**Work order:** Only these lines of the data below are wanted: the one with "use tokio::time::MissedTickBehavior;", the one with "pub struct WorkerPass", and any lines between them, each repeated exactly.

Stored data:
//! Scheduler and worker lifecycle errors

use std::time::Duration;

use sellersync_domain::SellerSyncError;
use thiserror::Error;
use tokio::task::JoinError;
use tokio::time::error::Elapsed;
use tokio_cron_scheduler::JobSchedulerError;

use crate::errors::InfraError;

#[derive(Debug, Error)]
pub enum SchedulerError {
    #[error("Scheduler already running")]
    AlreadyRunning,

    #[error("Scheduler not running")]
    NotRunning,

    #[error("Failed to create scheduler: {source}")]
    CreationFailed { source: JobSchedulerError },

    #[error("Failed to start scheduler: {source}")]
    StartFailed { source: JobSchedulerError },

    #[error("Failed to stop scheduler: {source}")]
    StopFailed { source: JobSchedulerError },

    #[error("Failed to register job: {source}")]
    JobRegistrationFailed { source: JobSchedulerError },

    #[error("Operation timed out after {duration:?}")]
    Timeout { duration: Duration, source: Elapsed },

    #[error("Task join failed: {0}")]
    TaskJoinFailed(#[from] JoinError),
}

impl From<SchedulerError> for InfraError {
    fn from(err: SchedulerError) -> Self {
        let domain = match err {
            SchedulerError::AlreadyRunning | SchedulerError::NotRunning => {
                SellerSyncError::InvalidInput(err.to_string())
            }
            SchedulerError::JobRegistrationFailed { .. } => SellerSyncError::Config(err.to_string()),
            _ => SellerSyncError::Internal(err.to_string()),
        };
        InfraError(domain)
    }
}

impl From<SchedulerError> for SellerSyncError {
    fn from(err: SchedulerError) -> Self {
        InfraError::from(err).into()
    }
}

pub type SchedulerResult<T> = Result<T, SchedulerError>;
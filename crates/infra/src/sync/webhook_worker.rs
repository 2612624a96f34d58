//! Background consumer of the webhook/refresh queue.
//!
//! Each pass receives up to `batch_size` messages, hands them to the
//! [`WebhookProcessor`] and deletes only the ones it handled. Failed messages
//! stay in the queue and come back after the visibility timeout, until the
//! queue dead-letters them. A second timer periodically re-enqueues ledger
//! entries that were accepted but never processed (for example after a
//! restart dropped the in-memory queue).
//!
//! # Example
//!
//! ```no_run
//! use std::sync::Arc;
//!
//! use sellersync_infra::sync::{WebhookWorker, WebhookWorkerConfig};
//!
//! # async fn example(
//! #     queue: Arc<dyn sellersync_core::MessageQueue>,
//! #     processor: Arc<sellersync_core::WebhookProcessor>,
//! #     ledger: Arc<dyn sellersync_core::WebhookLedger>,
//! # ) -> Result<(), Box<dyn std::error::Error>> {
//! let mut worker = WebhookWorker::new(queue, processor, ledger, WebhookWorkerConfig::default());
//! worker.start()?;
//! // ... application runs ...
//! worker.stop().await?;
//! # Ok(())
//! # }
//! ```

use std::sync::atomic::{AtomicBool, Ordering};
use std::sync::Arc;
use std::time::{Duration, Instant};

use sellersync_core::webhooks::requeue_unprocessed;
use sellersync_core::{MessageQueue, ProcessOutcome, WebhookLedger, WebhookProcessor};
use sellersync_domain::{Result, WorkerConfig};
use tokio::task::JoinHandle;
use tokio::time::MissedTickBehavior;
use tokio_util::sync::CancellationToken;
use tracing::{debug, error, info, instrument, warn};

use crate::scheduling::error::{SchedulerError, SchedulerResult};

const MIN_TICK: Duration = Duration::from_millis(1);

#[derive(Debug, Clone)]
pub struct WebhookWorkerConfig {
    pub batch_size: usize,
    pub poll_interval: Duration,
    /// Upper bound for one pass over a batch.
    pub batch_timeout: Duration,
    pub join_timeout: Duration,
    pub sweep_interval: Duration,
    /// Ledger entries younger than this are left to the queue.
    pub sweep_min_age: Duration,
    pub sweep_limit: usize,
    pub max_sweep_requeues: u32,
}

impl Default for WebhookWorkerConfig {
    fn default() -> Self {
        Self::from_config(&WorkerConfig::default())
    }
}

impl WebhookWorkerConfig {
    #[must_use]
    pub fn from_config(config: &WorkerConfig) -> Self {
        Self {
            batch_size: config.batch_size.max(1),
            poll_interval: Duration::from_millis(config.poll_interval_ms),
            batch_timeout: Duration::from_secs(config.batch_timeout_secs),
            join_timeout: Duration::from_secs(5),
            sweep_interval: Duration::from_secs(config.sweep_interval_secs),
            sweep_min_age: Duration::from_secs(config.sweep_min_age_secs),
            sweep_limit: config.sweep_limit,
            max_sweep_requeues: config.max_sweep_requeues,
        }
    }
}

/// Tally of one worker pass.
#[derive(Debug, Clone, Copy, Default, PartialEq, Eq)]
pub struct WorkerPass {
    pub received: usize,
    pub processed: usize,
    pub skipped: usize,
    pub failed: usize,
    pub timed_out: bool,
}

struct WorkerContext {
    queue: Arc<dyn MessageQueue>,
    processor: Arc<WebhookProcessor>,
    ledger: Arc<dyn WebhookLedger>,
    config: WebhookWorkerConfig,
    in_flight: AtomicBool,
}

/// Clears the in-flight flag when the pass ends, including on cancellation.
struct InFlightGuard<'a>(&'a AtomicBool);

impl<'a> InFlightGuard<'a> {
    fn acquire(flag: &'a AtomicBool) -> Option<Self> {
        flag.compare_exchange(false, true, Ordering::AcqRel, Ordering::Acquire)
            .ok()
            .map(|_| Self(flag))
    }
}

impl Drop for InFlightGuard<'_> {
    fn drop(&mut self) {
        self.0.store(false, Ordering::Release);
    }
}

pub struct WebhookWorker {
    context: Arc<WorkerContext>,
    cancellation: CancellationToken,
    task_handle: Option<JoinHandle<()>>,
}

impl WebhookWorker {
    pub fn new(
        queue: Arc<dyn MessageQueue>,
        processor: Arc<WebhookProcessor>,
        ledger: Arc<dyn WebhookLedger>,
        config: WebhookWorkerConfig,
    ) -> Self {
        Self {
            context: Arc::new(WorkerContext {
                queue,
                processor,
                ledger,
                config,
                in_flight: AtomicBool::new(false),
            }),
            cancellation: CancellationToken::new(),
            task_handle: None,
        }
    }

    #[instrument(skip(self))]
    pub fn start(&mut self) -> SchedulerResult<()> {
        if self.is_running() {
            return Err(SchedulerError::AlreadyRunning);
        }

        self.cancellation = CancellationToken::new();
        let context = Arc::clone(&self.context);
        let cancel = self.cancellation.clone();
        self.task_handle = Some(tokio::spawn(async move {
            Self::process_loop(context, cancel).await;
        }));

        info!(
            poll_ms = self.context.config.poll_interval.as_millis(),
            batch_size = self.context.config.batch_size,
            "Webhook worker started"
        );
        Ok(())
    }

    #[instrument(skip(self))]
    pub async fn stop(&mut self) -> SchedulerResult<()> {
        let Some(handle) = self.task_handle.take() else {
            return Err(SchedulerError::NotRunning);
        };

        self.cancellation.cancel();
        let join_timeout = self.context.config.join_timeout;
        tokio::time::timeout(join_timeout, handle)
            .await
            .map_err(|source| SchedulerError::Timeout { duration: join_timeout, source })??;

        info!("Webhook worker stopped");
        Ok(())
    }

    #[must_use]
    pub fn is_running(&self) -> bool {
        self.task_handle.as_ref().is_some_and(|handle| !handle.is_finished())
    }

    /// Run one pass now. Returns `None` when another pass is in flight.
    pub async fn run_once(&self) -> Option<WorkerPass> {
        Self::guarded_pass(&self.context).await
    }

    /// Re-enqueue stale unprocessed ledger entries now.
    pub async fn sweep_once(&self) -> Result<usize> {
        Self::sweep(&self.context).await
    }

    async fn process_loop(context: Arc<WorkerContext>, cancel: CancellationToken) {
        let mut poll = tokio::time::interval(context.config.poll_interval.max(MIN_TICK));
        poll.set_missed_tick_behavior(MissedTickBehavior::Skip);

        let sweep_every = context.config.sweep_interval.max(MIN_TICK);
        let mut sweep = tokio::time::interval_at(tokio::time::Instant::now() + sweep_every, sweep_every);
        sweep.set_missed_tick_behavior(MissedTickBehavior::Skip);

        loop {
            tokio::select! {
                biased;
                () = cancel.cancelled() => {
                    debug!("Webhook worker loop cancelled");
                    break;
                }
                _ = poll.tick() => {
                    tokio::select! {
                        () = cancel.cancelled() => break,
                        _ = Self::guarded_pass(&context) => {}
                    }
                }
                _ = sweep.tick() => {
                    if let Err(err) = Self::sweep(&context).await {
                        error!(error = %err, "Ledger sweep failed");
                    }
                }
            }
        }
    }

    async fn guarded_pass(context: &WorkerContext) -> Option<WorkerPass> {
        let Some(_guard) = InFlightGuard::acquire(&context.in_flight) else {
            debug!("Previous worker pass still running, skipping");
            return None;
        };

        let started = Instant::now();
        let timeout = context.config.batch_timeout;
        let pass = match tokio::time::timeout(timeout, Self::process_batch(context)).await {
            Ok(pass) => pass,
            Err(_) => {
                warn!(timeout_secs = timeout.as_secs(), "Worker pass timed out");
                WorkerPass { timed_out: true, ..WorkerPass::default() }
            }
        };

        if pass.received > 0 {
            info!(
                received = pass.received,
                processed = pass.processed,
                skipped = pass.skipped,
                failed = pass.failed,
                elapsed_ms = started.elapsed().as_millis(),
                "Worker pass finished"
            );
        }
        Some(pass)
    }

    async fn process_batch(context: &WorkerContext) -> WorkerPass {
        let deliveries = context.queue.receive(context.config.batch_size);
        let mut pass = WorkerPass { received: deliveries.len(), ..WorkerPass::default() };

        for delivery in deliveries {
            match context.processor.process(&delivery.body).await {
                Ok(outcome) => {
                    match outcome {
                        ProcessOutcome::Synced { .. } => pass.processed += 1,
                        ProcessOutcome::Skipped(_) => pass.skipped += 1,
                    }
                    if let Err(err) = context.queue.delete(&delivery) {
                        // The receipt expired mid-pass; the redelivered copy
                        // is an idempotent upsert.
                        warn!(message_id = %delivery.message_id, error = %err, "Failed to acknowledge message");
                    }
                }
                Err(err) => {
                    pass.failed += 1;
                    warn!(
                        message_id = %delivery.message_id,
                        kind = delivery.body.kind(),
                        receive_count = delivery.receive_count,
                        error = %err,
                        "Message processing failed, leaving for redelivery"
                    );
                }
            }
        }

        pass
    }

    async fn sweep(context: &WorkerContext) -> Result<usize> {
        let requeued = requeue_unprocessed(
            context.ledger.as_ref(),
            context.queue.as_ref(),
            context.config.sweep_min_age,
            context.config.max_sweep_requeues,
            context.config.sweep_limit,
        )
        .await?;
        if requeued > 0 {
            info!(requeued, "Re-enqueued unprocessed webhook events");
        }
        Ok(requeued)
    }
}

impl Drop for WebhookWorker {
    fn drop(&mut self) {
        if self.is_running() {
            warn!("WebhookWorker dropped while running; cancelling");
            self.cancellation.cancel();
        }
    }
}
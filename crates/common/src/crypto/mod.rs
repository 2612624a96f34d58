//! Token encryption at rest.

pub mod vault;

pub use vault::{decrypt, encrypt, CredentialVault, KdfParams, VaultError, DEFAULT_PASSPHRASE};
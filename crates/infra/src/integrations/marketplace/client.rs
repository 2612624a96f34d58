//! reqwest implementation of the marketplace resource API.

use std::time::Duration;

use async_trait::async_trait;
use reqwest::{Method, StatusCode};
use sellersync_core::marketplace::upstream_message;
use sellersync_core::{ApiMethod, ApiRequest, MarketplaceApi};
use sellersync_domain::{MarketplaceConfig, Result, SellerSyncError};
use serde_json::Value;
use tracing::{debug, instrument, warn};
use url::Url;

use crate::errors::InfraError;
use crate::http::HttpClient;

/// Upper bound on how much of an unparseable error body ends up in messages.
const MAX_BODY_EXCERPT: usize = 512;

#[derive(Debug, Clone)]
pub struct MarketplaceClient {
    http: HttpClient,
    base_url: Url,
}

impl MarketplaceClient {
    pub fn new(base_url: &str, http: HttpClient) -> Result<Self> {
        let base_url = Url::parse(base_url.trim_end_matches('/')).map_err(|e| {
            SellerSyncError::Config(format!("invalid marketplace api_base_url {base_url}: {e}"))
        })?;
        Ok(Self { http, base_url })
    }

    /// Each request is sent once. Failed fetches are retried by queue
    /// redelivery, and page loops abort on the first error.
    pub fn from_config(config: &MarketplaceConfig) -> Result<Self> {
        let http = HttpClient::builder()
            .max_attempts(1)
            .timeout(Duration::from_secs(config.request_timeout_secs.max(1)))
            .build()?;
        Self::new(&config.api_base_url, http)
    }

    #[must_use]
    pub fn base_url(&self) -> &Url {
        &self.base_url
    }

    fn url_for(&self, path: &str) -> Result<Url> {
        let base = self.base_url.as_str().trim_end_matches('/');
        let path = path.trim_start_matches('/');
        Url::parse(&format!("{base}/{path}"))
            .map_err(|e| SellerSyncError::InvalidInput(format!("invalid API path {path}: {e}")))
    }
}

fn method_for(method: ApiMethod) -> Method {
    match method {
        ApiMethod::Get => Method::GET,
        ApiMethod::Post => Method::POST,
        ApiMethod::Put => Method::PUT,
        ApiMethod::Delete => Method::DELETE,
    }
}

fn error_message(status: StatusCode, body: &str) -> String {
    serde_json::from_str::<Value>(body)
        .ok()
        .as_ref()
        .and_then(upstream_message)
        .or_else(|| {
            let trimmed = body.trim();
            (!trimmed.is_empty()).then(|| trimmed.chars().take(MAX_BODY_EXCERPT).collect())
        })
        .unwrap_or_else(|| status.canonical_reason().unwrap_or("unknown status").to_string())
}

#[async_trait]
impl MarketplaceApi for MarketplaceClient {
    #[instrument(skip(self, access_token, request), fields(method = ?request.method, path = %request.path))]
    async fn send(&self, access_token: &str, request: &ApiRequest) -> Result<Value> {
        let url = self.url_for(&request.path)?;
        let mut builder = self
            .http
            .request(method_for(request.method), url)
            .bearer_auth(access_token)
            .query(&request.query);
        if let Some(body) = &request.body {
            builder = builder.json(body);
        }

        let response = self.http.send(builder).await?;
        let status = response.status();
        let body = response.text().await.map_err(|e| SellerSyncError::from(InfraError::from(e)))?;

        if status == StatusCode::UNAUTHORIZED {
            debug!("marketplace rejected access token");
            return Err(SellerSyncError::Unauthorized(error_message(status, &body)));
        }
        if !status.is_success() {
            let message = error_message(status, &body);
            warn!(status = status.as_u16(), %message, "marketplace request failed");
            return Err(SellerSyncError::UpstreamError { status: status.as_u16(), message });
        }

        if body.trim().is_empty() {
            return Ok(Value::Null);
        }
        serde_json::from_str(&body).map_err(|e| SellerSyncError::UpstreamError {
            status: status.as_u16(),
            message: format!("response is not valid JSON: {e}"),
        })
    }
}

**Answer space:**
use tokio::time::MissedTickBehavior;
use tokio_util::sync::CancellationToken;
use tracing::{debug, error, info, instrument, warn};

use crate::scheduling::error::{SchedulerError, SchedulerResult};

const MIN_TICK: Duration = Duration::from_millis(1);

#[derive(Debug, Clone)]
pub struct WebhookWorkerConfig {
    pub batch_size: usize,
    pub poll_interval: Duration,
    /// Upper bound for one pass over a batch.
    pub batch_timeout: Duration,
    pub join_timeout: Duration,
    pub sweep_interval: Duration,
    /// Ledger entries younger than this are left to the queue.
    pub sweep_min_age: Duration,
    pub sweep_limit: usize,
    pub max_sweep_requeues: u32,
}

impl Default for WebhookWorkerConfig {
    fn default() -> Self {
        Self::from_config(&WorkerConfig::default())
    }
}

impl WebhookWorkerConfig {
    #[must_use]
    pub fn from_config(config: &WorkerConfig) -> Self {
        Self {
            batch_size: config.batch_size.max(1),
            poll_interval: Duration::from_millis(config.poll_interval_ms),
            batch_timeout: Duration::from_secs(config.batch_timeout_secs),
            join_timeout: Duration::from_secs(5),
            sweep_interval: Duration::from_secs(config.sweep_interval_secs),
            sweep_min_age: Duration::from_secs(config.sweep_min_age_secs),
            sweep_limit: config.sweep_limit,
            max_sweep_requeues: config.max_sweep_requeues,
        }
    }
}

/// Tally of one worker pass.
#[derive(Debug, Clone, Copy, Default, PartialEq, Eq)]
pub struct WorkerPass {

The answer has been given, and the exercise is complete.